Com fábricas em Camaçari (BA) e em Lençóis Paulista (SP), a Bracell é uma das maiores produtoras mundiais de celulose solúvel, com operações centradas no Brasil, e inicia o processo produtivo com o plantio do eucalipto, que demanda áreas extensas.

Segundo fontes do agronegócio, sua chegada ao interior paulista, com a compra e expansão da antiga Lwarcel, gerou crescente concorrência por terras — entre o eucalipto e a cana-de-açúcar, que é predominante na região. Além disso, a agressividade das ofertas dos asiáticos, disseram essas fontes, teria contribuído para a forte valorização das propriedades rurais e atingido usinas de açúcar e energia, entre as quais a gigante Zilor.
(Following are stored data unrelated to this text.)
use std::sync::Arc;

use axum::{
    extract::{
        ws::{Message, WebSocket, WebSocketUpgrade},
        Path, State,
    },
    response::Response,
    routing::get,
    Router,
};
use nexus_schema::ServerFrame;
use serde::Deserialize;
use tokio::sync::mpsc;

use crate::state::AppState;

#[derive(Deserialize)]
struct WsQuery {
    query: String,
}

pub fn router() -> Router<AppState> {
    Router::new().route("/{session_id}", get(upgrade))
}

async fn upgrade(
    ws: WebSocketUpgrade,
    State(state): State<AppState>,
    Path(session_id): Path<String>,
) -> Response {
    ws.on_upgrade(move |socket| handle_socket(socket, state, session_id))
}

/// Accepts `{"query": ".."}` or a bare text message.
fn parse_query(text: &str) -> String {
    match serde_json::from_str::<WsQuery>(text) {
        Ok(parsed) => parsed.query.trim().to_string(),
        Err(_) => text.trim().to_string(),
    }
}

async fn send_frame(socket: &mut WebSocket, frame: &ServerFrame) -> Result<(), axum::Error> {
    let json = serde_json::to_string(frame).map_err(axum::Error::new)?;
    socket.send(Message::Text(json.into())).await
}

async fn handle_socket(mut socket: WebSocket, state: AppState, session_id: String) {
    tracing::info!("websocket opened for session {session_id}");

    while let Some(msg) = socket.recv().await {
        let text = match msg {
            Ok(Message::Text(text)) => text.to_string(),
            Ok(Message::Close(_)) | Err(_) => break,
            Ok(_) => continue,
        };

        let query = parse_query(&text);
        if query.is_empty() {
            let frame = ServerFrame::Error {
                detail: "query must not be empty".to_string(),
            };
            if send_frame(&mut socket, &frame).await.is_err() {
                break;
            }
            continue;
        }

        let (tx, mut rx) = mpsc::unbounded_channel();
        let dispatcher = Arc::clone(&state.dispatcher);
        let sid = session_id.clone();
        let task = tokio::spawn(async move {
            dispatcher
                .handle_query_with_progress(&query, &sid, Some(&tx))
                .await
        });

        // the channel closes when the dispatch task drops its sender
        while let Some(update) = rx.recv().await {
            if send_frame(&mut socket, &ServerFrame::Progress(update))
                .await
                .is_err()
            {
                tracing::info!("websocket for session {session_id} went away mid-request");
                return;
            }
        }

        let frame = match task.await {
            Ok(response) => ServerFrame::FinalResponse(response),
            Err(e) => {
                tracing::error!("dispatch task for session {session_id} failed: {e}");
                ServerFrame::Error {
                    detail: "the request could not be completed".to_string(),
                }
            }
        };
        if send_frame(&mut socket, &frame).await.is_err() {
            break;
        }
    }

    tracing::info!("websocket closed for session {session_id}");
}
use std::path::Path;
use std::sync::Arc;

use anyhow::{Context, Result};
use nexus_memory::{ConversationStore, RetrievalCoordinator};

use crate::agent::AgentFactory;
use crate::classifier::LlmClassifier;
use crate::config::NexusConfig;
use crate::dispatcher::Dispatcher;
use crate::formatter::{LlmApology, LlmFormatter};
use crate::handlers::{
    LibrarianHandler, MemoryQueryHandler, NewsHandler, OfferHandler, PersonaHandler,
    ReporterHandler,
};
use crate::pending::PendingTaskStore;
use crate::planner::Planner;
use crate::router::LlmRouter;

/// Everything a running instance needs, wired from one config root.
pub struct Nexus {
    pub config: NexusConfig,
    pub store: ConversationStore,
    pub router: Arc<LlmRouter>,
    pub retrieval: Arc<RetrievalCoordinator>,
    pub dispatcher: Arc<Dispatcher>,
}

pub fn bootstrap(root: &Path, config: NexusConfig) -> Result<Nexus> {
    let db_path = NexusConfig::resolve_path(root, &config.memory.db_path);
    let store = ConversationStore::open(&db_path)
        .with_context(|| format!("failed to open conversation store: {}", db_path.display()))?;

    let router = Arc::new(LlmRouter::from_config(&config)?);

    let retrieval_cfg = &config.retrieval;
    let embedder = retrieval_cfg.embedding.build()?;
    let reranker = retrieval_cfg.reranker.build()?;
    let index_root = NexusConfig::resolve_path(root, &retrieval_cfg.index_root);
    let retrieval = Arc::new(RetrievalCoordinator::load(
        index_root,
        embedder,
        reranker,
        retrieval_cfg.settings.clone(),
    ));
    tracing::info!("retrieval indexes loaded: {:?}", retrieval.summary());

    let factory = AgentFactory::new(
        Arc::clone(&router),
        config.agents.clone(),
        Some(root.to_path_buf()),
    );

    let dispatcher = Dispatcher::builder(
        store.clone(),
        Arc::new(LlmClassifier::new(&factory)),
        Arc::new(Planner::new(&factory, Arc::clone(&retrieval))),
    )
    .pending(Arc::new(PendingTaskStore::from_config(&config.pending)))
    .formatter(Arc::new(LlmFormatter::new(&factory)))
    .apology(Arc::new(LlmApology::new(&factory)))
    .retrieval(Arc::clone(&retrieval))
    .history_window(config.memory.history_window)
    .context_turns(config.memory.context_turns)
    .handler(Arc::new(ReporterHandler::new(config.important_days.clone())))
    .handler(Arc::new(LibrarianHandler::new(&factory, Arc::clone(&retrieval))))
    .handler(Arc::new(MemoryQueryHandler::new(&factory, store.clone())))
    .handler(Arc::new(NewsHandler::new(&factory, Arc::clone(&retrieval))))
    .handler(Arc::new(OfferHandler::new(&factory, Arc::clone(&retrieval))))
    .handler(Arc::new(PersonaHandler::general(&factory, Arc::clone(&retrieval))))
    .handler(Arc::new(PersonaHandler::counselor(&factory)))
    .handler(Arc::new(PersonaHandler::coder(&factory)))
    .handler(Arc::new(PersonaHandler::listener(&factory)))
    .build();

    Ok(Nexus {
        config,
        store,
        router,
        retrieval,
        dispatcher: Arc::new(dispatcher),
    })
}
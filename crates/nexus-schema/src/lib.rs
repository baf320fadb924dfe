use chrono::{DateTime, Utc};
use serde::{Deserialize, Serialize};

pub const DEFAULT_SESSION_ID: &str = "default_user";

/// Request intent as labelled by the classifier.
#[derive(Debug, Clone, Copy, PartialEq, Eq, Hash, Serialize, Deserialize)]
#[serde(rename_all = "SCREAMING_SNAKE_CASE")]
pub enum Intent {
    PlannerRequest,
    GeneralConversation,
    DeepAnalysisRequest,
    CounselingRequest,
    NewsRequest,
    CodeRequest,
    ImageRequest,
    LibrarianRequest,
    SystemCommand,
    UserStorytelling,
    TimeRequest,
    DateRequest,
    MemoryQuery,
}

impl Intent {
    pub const ALL: [Intent; 13] = [
        Intent::PlannerRequest,
        Intent::GeneralConversation,
        Intent::DeepAnalysisRequest,
        Intent::CounselingRequest,
        Intent::NewsRequest,
        Intent::CodeRequest,
        Intent::ImageRequest,
        Intent::LibrarianRequest,
        Intent::SystemCommand,
        Intent::UserStorytelling,
        Intent::TimeRequest,
        Intent::DateRequest,
        Intent::MemoryQuery,
    ];

    pub fn as_str(&self) -> &'static str {
        match self {
            Self::PlannerRequest => "PLANNER_REQUEST",
            Self::GeneralConversation => "GENERAL_CONVERSATION",
            Self::DeepAnalysisRequest => "DEEP_ANALYSIS_REQUEST",
            Self::CounselingRequest => "COUNSELING_REQUEST",
            Self::NewsRequest => "NEWS_REQUEST",
            Self::CodeRequest => "CODE_REQUEST",
            Self::ImageRequest => "IMAGE_REQUEST",
            Self::LibrarianRequest => "LIBRARIAN_REQUEST",
            Self::SystemCommand => "SYSTEM_COMMAND",
            Self::UserStorytelling => "USER_STORYTELLING",
            Self::TimeRequest => "TIME_REQUEST",
            Self::DateRequest => "DATE_REQUEST",
            Self::MemoryQuery => "MEMORY_QUERY",
        }
    }

    /// Case-insensitive lookup; unknown labels yield `None`.
    pub fn parse(raw: &str) -> Option<Self> {
        let wanted = raw.trim();
        Self::ALL
            .into_iter()
            .find(|intent| intent.as_str().eq_ignore_ascii_case(wanted))
    }
}

/// Routing decision produced by the first-stage classifier.
#[derive(Debug, Clone, PartialEq, Serialize, Deserialize)]
pub struct DispatchOrder {
    #[serde(default)]
    pub intent: String,
    #[serde(default)]
    pub corrected_query: Option<String>,
    #[serde(default)]
    pub content: Option<String>,
}

impl DispatchOrder {
    pub fn new(intent: Intent, corrected_query: impl Into<String>) -> Self {
        Self {
            intent: intent.as_str().to_string(),
            corrected_query: Some(corrected_query.into()),
            content: None,
        }
    }

    /// An order with no intent. The dispatcher sends it to deep analysis.
    pub fn unrouted(query: impl Into<String>) -> Self {
        Self {
            intent: String::new(),
            corrected_query: Some(query.into()),
            content: None,
        }
    }

    pub fn parsed_intent(&self) -> Option<Intent> {
        Intent::parse(&self.intent)
    }

    /// The query handlers should work on, falling back to what the user typed.
    pub fn query_or<'a>(&'a self, original: &'a str) -> &'a str {
        match self.corrected_query.as_deref() {
            Some(q) if !q.trim().is_empty() => q,
            _ => original,
        }
    }
}

#[derive(Debug, Clone, PartialEq, Serialize, Deserialize)]
#[serde(tag = "type", rename_all = "snake_case")]
pub enum ClassifierVerdict {
    /// The classifier answered the query itself.
    FinalAnswer { content: String },
    Dispatch(DispatchOrder),
}

#[derive(Debug, Clone, Copy, PartialEq, Eq, Serialize, Deserialize)]
#[serde(rename_all = "lowercase")]
pub enum Role {
    User,
    Model,
}

impl Role {
    pub fn as_str(&self) -> &'static str {
        match self {
            Self::User => "user",
            Self::Model => "model",
        }
    }

    pub fn parse(raw: &str) -> Self {
        match raw {
            "user" => Self::User,
            _ => Self::Model,
        }
    }
}

#[derive(Debug, Clone, PartialEq, Serialize, Deserialize)]
pub struct ConversationTurn {
    pub id: i64,
    pub session_id: String,
    pub role: Role,
    pub content: String,
    #[serde(default)]
    pub agent_used: Option<String>,
    pub timestamp: DateTime<Utc>,
}

/// History row as rendered to clients.
#[derive(Debug, Clone, PartialEq, Serialize, Deserialize)]
pub struct HistoryEntry {
    pub role: String,
    pub parts: String,
}

impl From<&ConversationTurn> for HistoryEntry {
    fn from(turn: &ConversationTurn) -> Self {
        Self {
            role: turn.role.as_str().to_string(),
            parts: turn.content.clone(),
        }
    }
}

#[derive(Debug, Clone, PartialEq, Serialize, Deserialize)]
#[serde(rename_all = "camelCase")]
pub struct ImageInfo {
    pub url: String,
    #[serde(default)]
    pub description: Option<String>,
    #[serde(default)]
    pub author: Option<String>,
    #[serde(default)]
    pub source_url: Option<String>,
}

/// Terminal output for every query, success or failure.
#[derive(Debug, Clone, PartialEq, Serialize, Deserialize)]
#[serde(rename_all = "camelCase")]
pub struct FinalResponse {
    pub agent_used: String,
    pub answer: String,
    pub image: Option<ImageInfo>,
    pub history: Option<Vec<HistoryEntry>>,
    pub error: bool,
    pub thought_process: Option<serde_json::Value>,
    pub voice_url: Option<String>,
}

#[derive(Debug, Clone, Deserialize)]
#[serde(rename_all = "camelCase")]
pub struct AskRequest {
    pub query: String,
    #[serde(alias = "user_id", alias = "session_id", default = "default_session_id")]
    pub session_id: String,
}

fn default_session_id() -> String {
    DEFAULT_SESSION_ID.to_string()
}

#[derive(Debug, Clone, Copy, PartialEq, Eq, Serialize, Deserialize)]
#[serde(rename_all = "SCREAMING_SNAKE_CASE")]
pub enum ProgressStatus {
    Received,
    Routing,
    Processing,
    DeepAnalysis,
    Formatting,
}

#[derive(Debug, Clone, PartialEq, Serialize, Deserialize)]
pub struct ProgressUpdate {
    pub status: ProgressStatus,
    #[serde(default)]
    pub agent: Option<String>,
    pub detail: String,
}

/// Frames pushed to streaming clients.
#[derive(Debug, Clone, PartialEq, Serialize, Deserialize)]
#[serde(tag = "type", content = "payload", rename_all = "snake_case")]
pub enum ServerFrame {
    Progress(ProgressUpdate),
    FinalResponse(FinalResponse),
    Error { detail: String },
}
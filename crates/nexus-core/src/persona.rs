use anyhow::{Context, Result};
use std::path::Path;

use crate::prompts::HOUSE_PERSONA;

/// System prompt for one agent: the shared house character plus the
/// agent's role instructions.
#[derive(Debug, Clone)]
pub struct Persona {
    pub agent_id: String,
    /// Shared voice every agent speaks in.
    pub character: String,
    /// What this agent is for and how it should answer.
    pub role: String,
}

impl Persona {
    pub fn new(agent_id: impl Into<String>, role: impl Into<String>) -> Self {
        Self {
            agent_id: agent_id.into(),
            character: HOUSE_PERSONA.to_string(),
            role: role.into(),
        }
    }

    /// Internal agents (classifier, planner) that need no house voice.
    pub fn bare(agent_id: impl Into<String>, role: impl Into<String>) -> Self {
        Self {
            agent_id: agent_id.into(),
            character: String::new(),
            role: role.into(),
        }
    }

    /// Swap the role text, keeping the character.
    pub fn with_role(mut self, role: impl Into<String>) -> Self {
        self.role = role.into();
        self
    }

    pub fn assembled_system_prompt(&self) -> String {
        let mut parts = Vec::new();
        if !self.character.is_empty() {
            parts.push(self.character.clone());
        }
        if !self.role.is_empty() {
            parts.push(format!("## Role\n{}", self.role));
        }
        parts.join("\n\n")
    }
}

/// Reads `{root}/prompts/{agent_id}.md` when present; its content replaces
/// the built-in role text.
pub fn load_role_override(root: &Path, agent_id: &str) -> Result<Option<String>> {
    let path = root.join("prompts").join(format!("{agent_id}.md"));
    if !path.exists() {
        return Ok(None);
    }
    let content = std::fs::read_to_string(&path)
        .with_context(|| format!("loading persona override for {agent_id}"))?;
    let trimmed = content.trim();
    Ok((!trimmed.is_empty()).then(|| trimmed.to_string()))
}

#[cfg(test)]
mod tests {
    use super::*;
    use tempfile::TempDir;

    #[test]
    fn assembled_prompt_joins_character_and_role() {
        let persona = Persona::new("COUNSELOR", "Listen first.");
        let prompt = persona.assembled_system_prompt();
        assert!(prompt.starts_with(HOUSE_PERSONA));
        assert!(prompt.ends_with("## Role\nListen first."));

        let bare = Persona::bare("CLASSIFIER", "Label the intent.");
        assert_eq!(bare.assembled_system_prompt(), "## Role\nLabel the intent.");
    }

    #[test]
    fn role_override_is_read_from_prompts_dir() {
        let tmp = TempDir::new().unwrap();
        assert!(load_role_override(tmp.path(), "CODER").unwrap().is_none());

        let prompts = tmp.path().join("prompts");
        std::fs::create_dir_all(&prompts).unwrap();
        std::fs::write(prompts.join("CODER.md"), "  Answer in Rust.\n").unwrap();
        std::fs::write(prompts.join("NEWS.md"), "   \n").unwrap();

        assert_eq!(
            load_role_override(tmp.path(), "CODER").unwrap().as_deref(),
            Some("Answer in Rust.")
        );
        assert!(load_role_override(tmp.path(), "NEWS").unwrap().is_none());
    }
}
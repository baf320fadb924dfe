use axum::{
    extract::State,
    http::StatusCode,
    routing::{get, post},
    Json, Router,
};
use nexus_memory::IndexSummary;

use crate::state::AppState;

pub fn router() -> Router<AppState> {
    Router::new()
        .route("/", get(summary))
        .route("/reload", post(reload))
}

async fn summary(State(state): State<AppState>) -> Json<IndexSummary> {
    Json(state.retrieval.summary())
}

async fn reload(State(state): State<AppState>) -> Result<Json<IndexSummary>, StatusCode> {
    match state.retrieval.reload().await {
        Ok(summary) => Ok(Json(summary)),
        Err(e) => {
            tracing::error!("index reload failed: {e:#}");
            Err(StatusCode::INTERNAL_SERVER_ERROR)
        }
    }
}

#[cfg(test)]
mod tests {
    use axum::{body::Body, http::Request};
    use nexus_memory::{write_index, DistanceMetric, RetrievalRecord, StubEmbeddingProvider};
    use tower::ServiceExt;

    use super::router;
    use crate::state::testing::stub_state;

    #[tokio::test]
    async fn reload_picks_up_new_categories() {
        let tmp = tempfile::TempDir::new().unwrap();
        let state = stub_state(tmp.path());
        assert!(state.retrieval.list_available_categories().is_empty());

        let embedder = StubEmbeddingProvider::new(384);
        write_index(
            &tmp.path().join("indexes/books/history"),
            DistanceMetric::Cosine,
            384,
            &[(RetrievalRecord::new("rome fell in 476"), embedder.vector_for("rome"))],
        )
        .unwrap();

        let response = router()
            .with_state(state.clone())
            .oneshot(
                Request::builder()
                    .method("POST")
                    .uri("/reload")
                    .body(Body::empty())
                    .unwrap(),
            )
            .await
            .unwrap();

        assert_eq!(response.status(), axum::http::StatusCode::OK);
        let bytes = axum::body::to_bytes(response.into_body(), usize::MAX)
            .await
            .unwrap();
        let body: serde_json::Value = serde_json::from_slice(&bytes).unwrap();
        assert_eq!(body["categories"]["history"], 1);
        assert_eq!(state.retrieval.list_available_categories(), vec!["history"]);
    }
}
Outra fonte lembra, contudo, que o limite de compra de terras por estrangeiros tem sido alvo de medidas judiciais similares em diferentes regiões do país, envolvendo empresas de outros setores, que não necessariamente se tornaram públicas.

Seja como for, a decisão judicial contra a Bracell chacoalhou a indústria de base florestal, em particular as multinacionais que juntas investiram bilhões de reais para produzir celulose, papel e outros produtos de madeira no país e têm planos de crescimento, apurou o Valor.

Ao mesmo tempo, uniu as empresas de capital nacional e estrangeiro do setor em torno da necessidade de modernização da legislação que trata do assunto. “Mesmo representando empresas com interesses diversos, a Ibá é a favor da modernização da legislação, bem como as companhias nacionais”, diz o presidente executivo da Indústria Brasileira de Árvores (Ibá), Paulo Hartung.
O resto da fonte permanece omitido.